Stored data
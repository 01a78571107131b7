//! The automated decision bot.
//!
//! [`AutomatedBot`] owns the ordered rule set and the decision recording
//! discipline: exact unanimous precedent is consulted first, then rules in
//! descending priority, and *every* outcome the bot produces — approval or
//! denial, from history or from a rule — is recorded back into the shared
//! [`DecisionHistory`]. Recording is the bot's job alone; rules only
//! evaluate and (on approval) run their side-effect hook.
//!
//! The bot's pre-rule check is deliberately the exact tier only. The weaker
//! similar-pattern tier reaches approval exclusively through
//! [`LearningRule`](crate::learning::LearningRule), which gates it on a
//! per-kind security floor.

use serde::{Deserialize, Serialize};
use std::fmt;
use std::sync::Arc;

use arbiter_core::{Request, Timestamp, UserContext};

use crate::history::DecisionHistory;
use crate::rule::AuthorizationRule;

/// The three terminal outcomes of an authorization call.
#[derive(Debug, Clone, Copy, PartialEq, Eq, Serialize, Deserialize)]
#[serde(rename_all = "snake_case")]
pub enum Verdict {
    /// The request may proceed.
    Approved,
    /// The request must not proceed.
    Denied,
    /// No automated path applies; the request awaits manual review.
    Deferred,
}

impl fmt::Display for Verdict {
    fn fmt(&self, f: &mut fmt::Formatter<'_>) -> fmt::Result {
        match self {
            Self::Approved => write!(f, "approved"),
            Self::Denied => write!(f, "denied"),
            Self::Deferred => write!(f, "deferred"),
        }
    }
}

/// An authorization outcome with its reason and timestamp.
#[derive(Debug, Clone, PartialEq, Eq, Serialize, Deserialize)]
pub struct Decision {
    /// The outcome.
    pub verdict: Verdict,
    /// Human-readable explanation of how the verdict was reached.
    pub reason: String,
    /// When the decision was made.
    pub timestamp: Timestamp,
}

impl Decision {
    /// Create an approval.
    #[must_use]
    pub fn approved(reason: impl Into<String>) -> Self {
        Self::with_verdict(Verdict::Approved, reason)
    }

    /// Create a denial.
    #[must_use]
    pub fn denied(reason: impl Into<String>) -> Self {
        Self::with_verdict(Verdict::Denied, reason)
    }

    /// Create a deferral.
    #[must_use]
    pub fn deferred(reason: impl Into<String>) -> Self {
        Self::with_verdict(Verdict::Deferred, reason)
    }

    fn with_verdict(verdict: Verdict, reason: impl Into<String>) -> Self {
        Self {
            verdict,
            reason: reason.into(),
            timestamp: Timestamp::now(),
        }
    }

    /// Check whether the verdict is [`Verdict::Approved`].
    #[must_use]
    pub fn is_approved(&self) -> bool {
        self.verdict == Verdict::Approved
    }

    /// Check whether the verdict is [`Verdict::Denied`].
    #[must_use]
    pub fn is_denied(&self) -> bool {
        self.verdict == Verdict::Denied
    }

    /// Check whether the verdict is [`Verdict::Deferred`].
    #[must_use]
    pub fn is_deferred(&self) -> bool {
        self.verdict == Verdict::Deferred
    }
}

impl fmt::Display for Decision {
    fn fmt(&self, f: &mut fmt::Formatter<'_>) -> fmt::Result {
        write!(f, "{}: {}", self.verdict, self.reason)
    }
}

/// Priority-ordered rule engine with history-first auto-approval.
///
/// # Example
///
/// ```
/// use std::sync::Arc;
/// use arbiter_core::{Request, RequestKind, UserContext};
/// use arbiter_engine::{AutomatedBot, DecisionHistory};
/// use arbiter_engine::rule::FileAccessRule;
///
/// let mut bot = AutomatedBot::new(Arc::new(DecisionHistory::new()));
/// bot.add_rule(FileAccessRule::default());
///
/// let request = Request::new("r1", RequestKind::FileAccess, "alice")
///     .with_field("path", "/tmp/report.csv");
/// let context = UserContext::new("alice", 1).with_permission("file_access");
/// assert!(bot.process_request(&request, &context).is_approved());
/// ```
pub struct AutomatedBot {
    history: Arc<DecisionHistory>,
    /// Sorted by descending priority; ties keep registration order.
    rules: Vec<Arc<dyn AuthorizationRule>>,
}

impl AutomatedBot {
    /// Create a bot with no rules, backed by the given history.
    #[must_use]
    pub fn new(history: Arc<DecisionHistory>) -> Self {
        Self {
            history,
            rules: Vec::new(),
        }
    }

    /// Register a rule. Rules are kept in descending priority order; among
    /// equal priorities, earlier registration wins.
    pub fn add_rule(&mut self, rule: impl AuthorizationRule + 'static) {
        self.add_shared_rule(Arc::new(rule));
    }

    /// Register an already-shared rule.
    pub fn add_shared_rule(&mut self, rule: Arc<dyn AuthorizationRule>) {
        self.rules.push(rule);
        self.rules.sort_by_key(|rule| std::cmp::Reverse(rule.priority()));
    }

    /// The registered rules in evaluation order.
    #[must_use]
    pub fn rules(&self) -> &[Arc<dyn AuthorizationRule>] {
        &self.rules
    }

    /// The shared decision history.
    #[must_use]
    pub fn history(&self) -> &Arc<DecisionHistory> {
        &self.history
    }

    /// Check whether the bot can decide this request without manual review:
    /// either exact precedent applies or some registered rule handles the
    /// request kind.
    #[must_use]
    pub fn can_handle(&self, request: &Request) -> bool {
        self.history.has_exact_precedent(request)
            || self.rules.iter().any(|rule| rule.can_handle(request.kind))
    }

    /// Decide a request. Never defers: callers must gate on
    /// [`Self::can_handle`] first.
    ///
    /// The outcome, whatever its source, is recorded into the history.
    pub fn process_request(&self, request: &Request, context: &UserContext) -> Decision {
        if self.history.has_exact_precedent(request) {
            return self.conclude(
                request,
                Decision::approved("auto-approved by decision history"),
            );
        }

        for rule in &self.rules {
            if rule.can_handle(request.kind) && rule.evaluate(request, context) {
                rule.execute(request);
                return self.conclude(
                    request,
                    Decision::approved(format!("approved by rule: {}", rule.name())),
                );
            }
        }

        self.conclude(request, Decision::denied("no automated rule matched"))
    }

    fn conclude(&self, request: &Request, decision: Decision) -> Decision {
        self.history
            .record_decision(request, decision.is_approved());
        tracing::info!(
            request_id = %request.id,
            verdict = %decision.verdict,
            reason = %decision.reason,
            "request decided"
        );
        decision
    }
}

impl fmt::Debug for AutomatedBot {
    fn fmt(&self, f: &mut fmt::Formatter<'_>) -> fmt::Result {
        f.debug_struct("AutomatedBot")
            .field("rules", &self.rules.len())
            .field("history", &self.history)
            .finish()
    }
}

#[cfg(test)]
mod tests {
    use super::*;
    use crate::learning::LearningRule;
    use crate::rule::{CustomRule, FileAccessRule, SystemModRule};
    use arbiter_core::RequestKind;

    fn file_request(id: &str, path: &str) -> Request {
        Request::new(id, RequestKind::FileAccess, "alice").with_field("path", path)
    }

    fn standard_bot() -> AutomatedBot {
        let history = Arc::new(DecisionHistory::new());
        let mut bot = AutomatedBot::new(Arc::clone(&history));
        bot.add_rule(LearningRule::new(history));
        bot.add_rule(SystemModRule::new());
        bot.add_rule(FileAccessRule::default());
        bot
    }

    // -----------------------------------------------------------------------
    // Decision tests
    // -----------------------------------------------------------------------

    #[test]
    fn test_decision_constructors() {
        assert!(Decision::approved("ok").is_approved());
        assert!(Decision::denied("no").is_denied());
        assert!(Decision::deferred("later").is_deferred());
    }

    #[test]
    fn test_decision_display_and_serialization() {
        let decision = Decision::denied("no automated rule matched");
        assert_eq!(decision.to_string(), "denied: no automated rule matched");
        let json = serde_json::to_string(&decision).unwrap();
        assert!(json.contains("\"verdict\":\"denied\""));
        let deserialized: Decision = serde_json::from_str(&json).unwrap();
        assert_eq!(decision, deserialized);
    }

    // -----------------------------------------------------------------------
    // Rule ordering tests
    // -----------------------------------------------------------------------

    #[test]
    fn test_rules_evaluated_in_descending_priority() {
        let history = Arc::new(DecisionHistory::new());
        let mut bot = AutomatedBot::new(history);
        bot.add_rule(CustomRule::new("low", 100, |_, _| true));
        bot.add_rule(CustomRule::new("high", 200, |_, _| true));

        let decision = bot.process_request(
            &file_request("r1", "/tmp/x"),
            &UserContext::new("alice", 0),
        );
        assert_eq!(decision.reason, "approved by rule: high");
    }

    #[test]
    fn test_equal_priority_keeps_registration_order() {
        let history = Arc::new(DecisionHistory::new());
        let mut bot = AutomatedBot::new(history);
        bot.add_rule(CustomRule::new("first", 100, |_, _| true));
        bot.add_rule(CustomRule::new("second", 100, |_, _| true));

        let decision = bot.process_request(
            &file_request("r1", "/tmp/x"),
            &UserContext::new("alice", 0),
        );
        assert_eq!(decision.reason, "approved by rule: first");
    }

    #[test]
    fn test_losing_rule_skipped_when_cannot_handle() {
        let history = Arc::new(DecisionHistory::new());
        let mut bot = AutomatedBot::new(history);
        bot.add_rule(CustomRule::for_kinds(
            "config-only",
            500,
            [RequestKind::ConfigurationChange],
            |_, _| true,
        ));
        bot.add_rule(CustomRule::new("fallback", 10, |_, _| true));

        let decision = bot.process_request(
            &file_request("r1", "/tmp/x"),
            &UserContext::new("alice", 0),
        );
        assert_eq!(decision.reason, "approved by rule: fallback");
    }

    // -----------------------------------------------------------------------
    // Recording tests
    // -----------------------------------------------------------------------

    #[test]
    fn test_every_outcome_is_recorded() {
        let bot = standard_bot();
        let context = UserContext::new("alice", 1).with_permission("file_access");

        // Approval.
        let approved = bot.process_request(&file_request("r1", "/tmp/a"), &context);
        assert!(approved.is_approved());
        // Denial (no permission).
        let denied =
            bot.process_request(&file_request("r2", "/tmp/b"), &UserContext::new("bob", 0));
        assert!(denied.is_denied());

        assert_eq!(bot.history().len(), 2);
    }

    #[test]
    fn test_history_precedent_short_circuits_rules() {
        let bot = standard_bot();
        let context = UserContext::new("alice", 1).with_permission("file_access");
        let request = file_request("r1", "/tmp/report.csv");

        for _ in 0..3 {
            let decision = bot.process_request(&request, &context);
            assert_eq!(decision.reason, "approved by rule: file-access");
        }

        // Fourth call: exact precedent, even after the permission is revoked.
        let revoked = UserContext::new("alice", 1);
        let decision = bot.process_request(&request, &revoked);
        assert!(decision.is_approved());
        assert_eq!(decision.reason, "auto-approved by decision history");
    }

    #[test]
    fn test_denied_pattern_never_converges_to_auto_approval() {
        let bot = standard_bot();
        let request = file_request("r1", "/proc/self/mem");
        let context = UserContext::new("alice", 1).with_permission("file_access");

        for _ in 0..5 {
            let decision = bot.process_request(&request, &context);
            assert!(decision.is_denied());
        }
    }

    // -----------------------------------------------------------------------
    // can_handle tests
    // -----------------------------------------------------------------------

    #[test]
    fn test_can_handle_by_rule_kind() {
        let history = Arc::new(DecisionHistory::new());
        let mut bot = AutomatedBot::new(Arc::clone(&history));
        bot.add_rule(SystemModRule::new());

        let system = Request::new("r1", RequestKind::SystemModification, "alice")
            .with_field("component", "scheduler")
            .with_field("action", "restart");
        assert!(bot.can_handle(&system));
        assert!(!bot.can_handle(&file_request("r2", "/tmp/x")));
    }

    #[test]
    fn test_can_handle_by_history_precedent() {
        let history = Arc::new(DecisionHistory::new());
        let request = file_request("r1", "/tmp/x");
        for _ in 0..3 {
            history.record_decision(&request, true);
        }
        // A bot with zero rules still handles a request with exact precedent.
        let bot = AutomatedBot::new(history);
        assert!(bot.can_handle(&request));

        let decision = bot.process_request(&request, &UserContext::new("alice", 0));
        assert!(decision.is_approved());
        assert_eq!(decision.reason, "auto-approved by decision history");
    }
}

--- YOUR OBJECTIVE ---
Answer with the number alone after tallying the lines of the entries above that contain the word "PartialEq".

--- SOLUTION TO THIS PROBLEM ---
2